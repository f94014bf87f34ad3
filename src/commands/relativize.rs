//! # Relativize Command Implementation
//!
//! Prints the path of a target relative to an anchor directory, the same
//! computation the substitute-parent strategy uses for `relativePath`. Both
//! paths are taken literally; the filesystem is never consulted.

use std::path::PathBuf;

use anyhow::Result;
use clap::Args;

use maven_compose::path::relativize_path;

/// Print the path of a target relative to an anchor directory
#[derive(Args, Debug)]
pub struct RelativizeArgs {
    /// Absolute path to express relatively.
    #[arg(value_name = "TARGET")]
    pub target: PathBuf,

    /// Absolute directory the result is relative to.
    #[arg(value_name = "ANCHOR")]
    pub anchor: PathBuf,
}

/// Execute the `relativize` command.
pub fn execute(args: RelativizeArgs) -> Result<()> {
    println!("{}", relativize_path(&args.target, &args.anchor));
    Ok(())
}
//! # Fragments Command Implementation
//!
//! This module implements the `fragments` subcommand, which lists the fragment
//! declarations of a descriptor in the order they would be merged. Fragments
//! are not resolved, so the command also works offline.

use std::path::PathBuf;

use anyhow::Result;
use clap::Args;

use super::EngineArgs;
use maven_compose::builder::BuildRequest;
use maven_compose::output::OutputConfig;
use maven_compose::phases::Declaration;

/// List the fragment declarations of a descriptor
#[derive(Args, Debug)]
pub struct FragmentsArgs {
    /// Descriptor file to inspect.
    #[arg(value_name = "DESCRIPTOR")]
    pub descriptor: PathBuf,

    #[command(flatten)]
    pub engine: EngineArgs,
}

/// Execute the `fragments` command.
pub fn execute(args: FragmentsArgs, output: &OutputConfig) -> Result<()> {
    let engine = args.engine.engine()?;
    let declarations = engine.declarations(&BuildRequest::for_file(&args.descriptor))?;

    if declarations.is_empty() {
        println!("No fragments declared in {}", args.descriptor.display());
        return Ok(());
    }
    for declaration in &declarations {
        println!("{}", format_declaration(declaration, output));
    }
    Ok(())
}

fn format_declaration(declaration: &Declaration, output: &OutputConfig) -> String {
    let mut line = format!(
        "{} = {}",
        output.header(&declaration.property),
        declaration.reference.coordinate
    );
    if let Some(location) = &declaration.reference.location {
        line.push_str(&format!(" {}", output.detail(&format!("@ {}", location.display()))));
    }
    line
}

------------------------------------------------------------

» **Activity**:
What lines in the records contain the word "RelativizeArgs"? Return each one.

» **Written response**:
pub struct RelativizeArgs {
pub fn execute(args: RelativizeArgs) -> Result<()> {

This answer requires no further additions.